The present study demonstrates that the coupling analysis is consistent between different fMRI protocols and reproducible within subjects. This study focused on the reproducibility of fMRI protocols because the reproducibility of dynDWI acquisition (i.e. impact of varying b-value 50–300 s/mm2 and imaging resolutions) has been previously demonstrated [19]. The differing fMRI acquisition parameters in the cardiac-aligned fMRI signal appeared to have a negligible impact on the measured coupling with dynDWI because similar results were observed in participants who underwent both fMRI protocols. Hermes et al. similarly reported robustness in cardiac-aligned fMRI waveforms when comparing protocols [37]. In future cardiac-related coupling studies, either fMRI acquisition is suitable for retrospective cardiac binning. However, faster imaging will adequately sample cardiac-related signal changes at resting heart rates (60–80 beats per minute), allowing spectral analyses to study cardiac, respiratory, and low-frequency signal components simultaneously.

This study has certain limitations that warrant future investigation. First, the total number of participants is limited, and additional studies with larger samples are needed to draw further conclusions. Another limitation pertains to the spatial resolution of the MRI studies conducted in this research. At the current spatial resolution fMRI evaluation of major arteries may suffer from signal contamination from the paravascular CSF. To address this, we performed an analysis demonstrating that our data-driven arterial mask effectively isolates arterial-rich regions, ensuring fMRI signals predominantly from arterial blood with minimal CSF contamination (Supplemental Fig. 5). Imaging at a higher resolution would further mitigate this issue and allow for the investigation of smaller pial arteries.
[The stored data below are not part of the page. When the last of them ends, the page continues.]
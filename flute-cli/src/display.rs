//! # Console Tuner Display
//!
//! Renders one estimate as a single status line: note, frequency, cents
//! offset and a text cent meter. Absence of pitch shows a neutral line
//! with the needle centred, never an error.

use flute_core::{HoldStatus, MatchResult, PitchEstimate};

/// Maximum cent deviation shown by the meter, in either direction.
const METER_RANGE: f32 = 50.0;

/// Cells on each side of the meter's centre mark.
const METER_HALF_WIDTH: usize = 10;

/// Deviation treated as in tune, in cents.
const IN_TUNE_CENTS: i32 = 10;

/// Text cent meter. `None` draws the empty meter.
pub fn cent_meter(cents: Option<i32>) -> String {
    let width = METER_HALF_WIDTH * 2 + 1;
    let mut cells = vec!['-'; width];
    cells[METER_HALF_WIDTH] = '|';

    if let Some(c) = cents {
        let clamped = (c as f32).clamp(-METER_RANGE, METER_RANGE);
        let offset = (clamped / METER_RANGE * METER_HALF_WIDTH as f32).round() as isize;
        let pos = (METER_HALF_WIDTH as isize + offset) as usize;
        cells[pos] = if c.abs() <= IN_TUNE_CENTS { '*' } else { 'o' };
    }

    format!("[{}]", cells.into_iter().collect::<String>())
}

fn tuning_label(cents: i32) -> &'static str {
    if cents.abs() <= IN_TUNE_CENTS {
        "in tune"
    } else if cents > 0 {
        "sharp"
    } else {
        "flat"
    }
}

/// Status line for one frame.
pub fn render_estimate(estimate: Option<&PitchEstimate>) -> String {
    match estimate {
        None => format!("{:<4} {:>8} Hz {:>5}  {}", "—", "—", "0¢", cent_meter(None)),
        Some(e) => format!(
            "{:<4} {:>8.1} Hz {:>5}  {}  {:<7}  conf {:.2}",
            e.full_note,
            e.frequency,
            format!("{:+}¢", e.cents),
            cent_meter(Some(e.cents)),
            tuning_label(e.cents),
            e.confidence
        ),
    }
}

/// Suffix describing the target comparison and hold progress.
pub fn render_target(target: &str, result: &MatchResult, hold: &HoldStatus) -> String {
    let verdict = if result.is_match { "MATCH" } else { "miss" };
    let hold = match hold {
        HoldStatus::Idle => String::new(),
        HoldStatus::Holding { progress, .. } => format!("  hold {:>3.0}%", progress * 100.0),
        HoldStatus::Rejected { average_accuracy } => {
            format!("  too unsteady ({:.0}%)", average_accuracy)
        }
        HoldStatus::Accepted { average_accuracy } => {
            format!("  accepted ({:.0}%)", average_accuracy)
        }
    };
    format!(" | {}: {} {:>3.0}%{}", target, verdict, result.accuracy, hold)
}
Additionally, it is important to consider physiological components beyond the influence of only cardiac pulsation. Factors such as respiration and low-frequency oscillations have been shown to drive CSF flow in other regions of the brain [3, 4, 16, 54], and their impact on vascular-pCSF coupling within these specific regions should be explored in future investigations.
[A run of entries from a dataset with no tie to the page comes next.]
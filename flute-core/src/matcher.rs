//! Target-note comparison for pass/fail note matching.

use serde::{Deserialize, Serialize};

use crate::config::DetectorConfig;
use crate::estimator::PitchEstimate;
use crate::tuning;

/// Outcome of comparing an estimate with a target note.
#[derive(Debug, Clone, PartialEq, Serialize, Deserialize)]
pub struct MatchResult {
    /// Same pitch class as the target and within tolerance.
    #[serde(rename = "match")]
    pub is_match: bool,
    /// Linear score in [0, 100], 0 at 50 cents off.
    pub accuracy: f32,
    #[serde(skip_serializing_if = "Option::is_none")]
    pub cents: Option<i32>,
}

impl MatchResult {
    fn absent() -> Self {
        Self {
            is_match: false,
            accuracy: 0.0,
            cents: None,
        }
    }
}

/// Scores a pitch estimate against a target note.
///
/// The comparison is octave-independent: `target` may be a bare pitch
/// class ("G") or a full note ("G4"); only the pitch class is compared.
/// Accuracy depends on cents alone, so a near miss on the right pitch
/// class still earns partial credit.
pub fn check_note_match(
    estimate: Option<&PitchEstimate>,
    target: &str,
    tolerance_cents: u32,
) -> MatchResult {
    let Some(estimate) = estimate else {
        return MatchResult::absent();
    };

    let cents_off = estimate.cents.unsigned_abs();
    let same_class = tuning::pitch_class_of(target).is_some_and(|class| class == estimate.note);

    MatchResult {
        is_match: same_class && cents_off <= tolerance_cents,
        accuracy: (100.0 - cents_off as f32 * 2.0).max(0.0),
        cents: Some(estimate.cents),
    }
}

/// Note matcher bound to a fixed tolerance.
#[derive(Debug, Clone, Copy, PartialEq)]
pub struct NoteMatcher {
    tolerance_cents: u32,
}

impl NoteMatcher {
    pub fn new(tolerance_cents: u32) -> Self {
        Self { tolerance_cents }
    }

    pub fn from_config(config: &DetectorConfig) -> Self {
        Self::new(config.match_tolerance_cents)
    }

    pub fn tolerance_cents(&self) -> u32 {
        self.tolerance_cents
    }

    pub fn check(&self, estimate: Option<&PitchEstimate>, target: &str) -> MatchResult {
        check_note_match(estimate, target, self.tolerance_cents)
    }
}

impl Default for NoteMatcher {
    fn default() -> Self {
        Self::from_config(&DetectorConfig::default())
    }
}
In conclusion, our proposed method provides a non-invasive and clinically feasible (combined acquisition time < 10 min and fully automated post-processing) approach to studying the crucial coupling between the cerebral vascular system and paravascular CSF. Our results reveal a consistent coupling between the cardiac pulsation-driven cerebral hemodynamics and pCSF dynamics within the subarachnoid space. Notably, this coupling remained consistently high with increasing age. Altogether, this work supports the feasibility of non-invasive evaluations of neurofluid dynamics coupling and may be expanded to assess various disease conditions.